Step3: Calculate first quartile

For lower half (\(n_1 = 9\) odd), \(Q_1\) is 5th value of lower - half data, \(Q_1 = 29\).

Step4: Calculate third quartile

For upper half (\(n_2 = 9\) odd), \(Q_3\) is 5th value of upper - half data, \(Q_3=49\).

Step5: Draw the plot

Place dots for min and max, draw box from \(Q_1\) to \(Q_3\) and vertical line at \(Q_2\).

Answer:

To create a box - and - whisker plot, we need to find the five - number summary: minimum, first quartile ($Q_1$), median ($Q_2$), third quartile ($Q_3$), and maximum.

1. Minimum and Maximum:

• The data set is \(24,25,26,29,29,31,33,37,42,44,45,46,47,49,49,52,56,57\).
• The minimum value is \(24\) and the maximum value is \(57\).

1. Median ($Q_2$):

• Since \(n = 18\) (an even number), the median is the average of the \(\frac{n}{2}\)th and \((\frac{n}{2}+ 1)\)th ordered data values.
• \(\frac{n}{2}=\frac{18}{2}=9\) and \(\frac{n}{2}+1 = 10\).
• The 9th value is \(42\) and the 10th value is \(44\). So, \(Q_2=\frac{42 + 44}{2}=43\).

1. First Quartile ($Q_1$):

• Consider the lower half of the data (the first 9 values: \(24,25,26,29,29,31,33,37,42\)).
• Since \(n_1 = 9\) (an odd number), the first - quartile is the \(\frac{n_1 + 1}{2}\)th value.
• \(\frac{9+1}{2}=5\)th value. So, \(Q_1 = 29\).

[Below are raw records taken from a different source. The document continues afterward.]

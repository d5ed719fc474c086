//! Termination detection on free-form model text.
//!
//! Matching is case-insensitive substring search. Changing these phrases
//! changes when sessions end, so keep them in sync with the system prompts.

use crate::session::TerminationReason;

const STOP_MARKER: &str = "[stop]";

/// Inspect one text part for a completion signal
pub fn detect(text: &str) -> Option<TerminationReason> {
    let lower = text.to_lowercase();

    if lower.contains(STOP_MARKER) {
        return Some(TerminationReason::StopSignal);
    }
    if lower.contains("final answer") && lower.contains("coordinates") {
        return Some(TerminationReason::FinalAnswer);
    }
    if lower.contains("impossible") && lower.contains("stock photo") {
        return Some(TerminationReason::Impossible);
    }
    None
}

/// Whether a part announces a final answer (exact case), which suppresses
/// the "please continue" nudge
pub fn mentions_final_answer(text: &str) -> bool {
    text.contains("Final Answer")
}
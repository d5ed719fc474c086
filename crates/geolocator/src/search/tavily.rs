//! Tavily Search Client
//!
//! `POST {base}/search` with a bearer key; the response carries ranked
//! `results[] {title, url, content}`.

use std::time::Duration;

use async_trait::async_trait;
use serde::{Deserialize, Serialize};

use super::{DEFAULT_MAX_RESULTS, SearchClient, SearchDepth, SearchResult};
use crate::error::{Result, ToolError};

pub struct TavilyClient {
    client: reqwest::Client,
    api_key: String,
    base_url: String,
}

impl TavilyClient {
    pub fn with_base_url(
        api_key: impl Into<String>,
        base_url: impl Into<String>,
        timeout: Duration,
    ) -> Result<Self> {
        let client = reqwest::Client::builder()
            .timeout(timeout)
            .build()
            .map_err(|e| ToolError::Config(format!("HTTP client: {}", e)))?;
        Ok(Self {
            client,
            api_key: api_key.into(),
            base_url: base_url.into().trim_end_matches('/').to_string(),
        })
    }
}

#[derive(Serialize)]
struct SearchRequest<'a> {
    query: &'a str,
    search_depth: &'static str,
    max_results: u32,
}

#[derive(Deserialize)]
struct SearchResponse {
    #[serde(default)]
    results: Vec<TavilyResult>,
}

#[derive(Deserialize)]
struct TavilyResult {
    #[serde(default)]
    title: String,
    #[serde(default)]
    url: String,
    #[serde(default)]
    content: String,
}

#[async_trait]
impl SearchClient for TavilyClient {
    async fn search(&self, query: &str, depth: SearchDepth) -> Result<Vec<SearchResult>> {
        let request = SearchRequest {
            query,
            search_depth: depth.as_str(),
            max_results: DEFAULT_MAX_RESULTS,
        };

        let response = self
            .client
            .post(format!("{}/search", self.base_url))
            .bearer_auth(&self.api_key)
            .json(&request)
            .send()
            .await?;

        let status = response.status();
        if !status.is_success() {
            let body = response.text().await.unwrap_or_default();
            tracing::warn!(%status, "tavily search failed");
            return Err(ToolError::Search(format!("HTTP {}: {}", status, body)));
        }

        let body: SearchResponse = response
            .json()
            .await
            .map_err(|e| ToolError::Search(format!("invalid response: {}", e)))?;

        Ok(body
            .results
            .into_iter()
            .map(|r| SearchResult {
                title: r.title,
                snippet: r.content,
                url: r.url,
            })
            .collect())
    }

    fn name(&self) -> &str {
        "Tavily"
    }
}
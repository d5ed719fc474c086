//! Application State

use std::sync::Arc;

use recon_core::Agent;
use recon_runtime::ReconConfig;

/// Shared application state
#[derive(Clone)]
pub struct AppState {
    /// Agent shared by every connection; sessions keep their own state
    pub agent: Arc<Agent>,

    /// Process configuration
    pub config: Arc<ReconConfig>,
}
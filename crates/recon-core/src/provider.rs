//! LLM Provider Strategy Pattern
//!
//! Defines the interface the turn loop uses to talk to a multimodal model.
//! A provider is stateless with respect to the conversation: every call
//! receives the full turn history, so sessions never share provider state.
//!
//! ## Usage
//!
//! ```rust,ignore
//! use recon_core::provider::{GenerationOptions, LlmProvider};
//!
//! let file = provider.upload_file(path, "GeoTarget").await?;
//! let parts = provider.generate(conversation.turns(), &options).await?;
//! ```

use std::path::Path;

use async_trait::async_trait;
use serde::{Deserialize, Serialize};

use crate::error::Result;
use crate::message::{ContentPart, FileHandle, Turn};
use crate::tool::ToolSchema;

/// Model used when `MODEL_NAME` is unset
pub const DEFAULT_MODEL: &str = "gemini-2.0-flash-exp";

/// Configuration for LLM generation
#[derive(Clone, Debug, Serialize, Deserialize)]
pub struct GenerationOptions {
    /// Model identifier (e.g., "gemini-2.0-flash-exp")
    pub model: String,

    /// Temperature for sampling
    #[serde(default)]
    pub temperature: Option<f32>,

    /// Maximum tokens to generate
    #[serde(default = "default_max_tokens")]
    pub max_tokens: u32,

    /// System instruction sent alongside every request
    #[serde(default)]
    pub system_prompt: Option<String>,

    /// Function declarations the model may call
    #[serde(default)]
    pub tools: Vec<ToolSchema>,
}

fn default_max_tokens() -> u32 {
    8192
}

impl Default for GenerationOptions {
    fn default() -> Self {
        Self {
            model: DEFAULT_MODEL.into(),
            temperature: None,
            max_tokens: default_max_tokens(),
            system_prompt: None,
            tools: Vec::new(),
        }
    }
}

/// Strategy trait for LLM providers
///
/// Implement this trait to add support for new multimodal backends.
/// The controller works exclusively through this interface.
#[async_trait]
pub trait LlmProvider: Send + Sync {
    /// Provider name for logs
    fn name(&self) -> &str;

    /// Check if the provider is reachable with the configured credentials
    async fn health_check(&self) -> Result<bool>;

    /// Upload a local file and return a handle usable in later turns
    async fn upload_file(&self, path: &Path, display_name: &str) -> Result<FileHandle>;

    /// Send the whole conversation and return the model's parts in order
    async fn generate(
        &self,
        conversation: &[Turn],
        options: &GenerationOptions,
    ) -> Result<Vec<ContentPart>>;
}
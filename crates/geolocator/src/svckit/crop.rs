//! Image Crop Tool
//!
//! Simulates zooming in: cuts a pixel box out of the source image and saves
//! it next to the source. Decode and encode run on the blocking pool.

use std::path::{Path, PathBuf};

use async_trait::async_trait;
use image::GenericImageView;

use recon_core::{BoundingBox, CropTool, Result as CoreResult};

use crate::error::{Result, ToolError};

/// Output path for a crop: `{base}_crop_{xmin}_{ymin}{ext}` beside `source`
pub fn derived_path(source: &Path, bbox: &BoundingBox) -> PathBuf {
    let stem = source
        .file_stem()
        .map(|s| s.to_string_lossy().into_owned())
        .unwrap_or_default();
    let ext = source
        .extension()
        .map(|e| format!(".{}", e.to_string_lossy()))
        .unwrap_or_default();
    source.with_file_name(format!("{}_crop_{}_{}{}", stem, bbox.xmin, bbox.ymin, ext))
}

#[derive(Clone, Copy, Debug, Default)]
pub struct ImageCropper;

impl ImageCropper {
    pub fn new() -> Self {
        Self
    }

    fn crop_blocking(source: &Path, bbox: BoundingBox) -> Result<PathBuf> {
        let img = image::open(source)?;
        let (width, height) = img.dimensions();
        if !bbox.fits_within(width, height) {
            return Err(ToolError::Crop(format!(
                "box {} does not fit a {}x{} image",
                bbox, width, height
            )));
        }

        // fits_within guarantees non-negative, in-range edges
        #[allow(clippy::cast_possible_truncation, clippy::cast_sign_loss)]
        let cropped = img.crop_imm(
            bbox.xmin as u32,
            bbox.ymin as u32,
            bbox.width() as u32,
            bbox.height() as u32,
        );

        let output = derived_path(source, &bbox);
        cropped.save(&output)?;
        Ok(output)
    }
}

async fn blocking<T, F>(job: F) -> Result<T>
where
    T: Send + 'static,
    F: FnOnce() -> Result<T> + Send + 'static,
{
    tokio::task::spawn_blocking(job)
        .await
        .map_err(|e| ToolError::Crop(format!("worker failed: {}", e)))?
}

/// Wrap any failure in the crop display prefix
fn crop_error(err: ToolError) -> recon_core::AgentError {
    match err {
        ToolError::Crop(_) => err.into(),
        other => ToolError::Crop(other.to_string()).into(),
    }
}

#[async_trait]
impl CropTool for ImageCropper {
    async fn dimensions(&self, path: &Path) -> CoreResult<(u32, u32)> {
        let path = path.to_path_buf();
        blocking(move || Ok(image::image_dimensions(&path)?))
            .await
            .map_err(crop_error)
    }

    async fn crop_image(&self, path: &Path, bbox: BoundingBox) -> CoreResult<PathBuf> {
        tracing::info!(tool = "crop_image", "[Tool: Visual Zoom] Cropping {} to {}...", path.display(), bbox);
        let source = path.to_path_buf();
        blocking(move || Self::crop_blocking(&source, bbox))
            .await
            .map_err(crop_error)
    }
}
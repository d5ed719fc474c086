//! # recon-core
//!
//! Turn-loop controller for a multimodal geolocation agent.
//!
//! ## Architecture
//!
//! ```text
//! ┌──────────────────────────────────────────────────────────────┐
//! │                          Agent                               │
//! │  ┌─────────────┐  ┌──────────────────┐  ┌────────────────┐  │
//! │  │  Turn Loop  │──│ Toolbox          │──│  LlmProvider   │  │
//! │  │  (session)  │  │ search │ crop    │  │  (Strategy)    │  │
//! │  └──────┬──────┘  └────────┬─────────┘  └────────────────┘  │
//! │         │                  │ BoundingBox::to_pixels          │
//! │         ▼                                                    │
//! │     EventSink  (console lines / WebSocket frames)            │
//! └──────────────────────────────────────────────────────────────┘
//! ```
//!
//! Providers, tools and sinks are traits so the loop can be driven by
//! scripted collaborators in tests.

pub mod bbox;
pub mod error;
pub mod events;
pub mod message;
pub mod provider;
pub mod reasoning;
pub mod session;
pub mod termination;
pub mod tool;

pub use bbox::{BoundingBox, CoordinateSpace};
pub use error::{AgentError, Result};
pub use events::{AgentEvent, EventSink};
pub use message::{ContentPart, Conversation, FileHandle, Role, Turn};
pub use provider::{GenerationOptions, LlmProvider};
pub use reasoning::{Agent, AgentBuilder, AgentConfig};
pub use session::{RetentionPolicy, Session, SessionOutcome, TerminationReason};
pub use tool::{CropTool, SearchTool, ToolKind, ToolSchema, Toolbox};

1. Third Quartile ($Q_3$):

• Consider the upper half of the data (the last 9 values: \(44,45,46,47,49,49,52,56,57\)).
• Since \(n_2=9\) (an odd number), the third - quartile is the \(\frac{n_2 + 1}{2}\)th value.
• \(\frac{9 + 1}{2}=5\)th value. So, \(Q_3=49\).

On the number line:

• Place a dot at the minimum value \(24\) (left - most whisker end).
• Place a dot at the maximum value \(57\) (right - most whisker end).
• Draw a box from \(Q_1 = 29\) to \(Q_3=49\).
• Draw a vertical line inside the box at the median \(Q_2 = 43\).